**Instructions to follow:**
Filter out every line below that lacks "ringbuf", and copy the rest.

*** Begin section ***

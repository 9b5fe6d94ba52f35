pub mod capture;
pub mod device;
pub mod frames;
pub mod replay;

pub use capture::{CaptureFormat, CaptureSession, CpalBackend, DeviceGuard, InputBackend};
pub use device::DeviceManager;
pub use frames::{encode_linear16, FrameAssembler};
pub use replay::ReplayBackend;

use ringbuf::traits::Split;
use ringbuf::{HeapCons, HeapProd, HeapRb};

/// Create a ring buffer split into producer and consumer halves.
pub fn create_ring_buffer(capacity: usize) -> (HeapProd<f32>, HeapCons<f32>) {
    HeapRb::<f32>::new(capacity).split()
}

*** End section ***

**Written response:**
use ringbuf::traits::Split;
use ringbuf::{HeapCons, HeapProd, HeapRb};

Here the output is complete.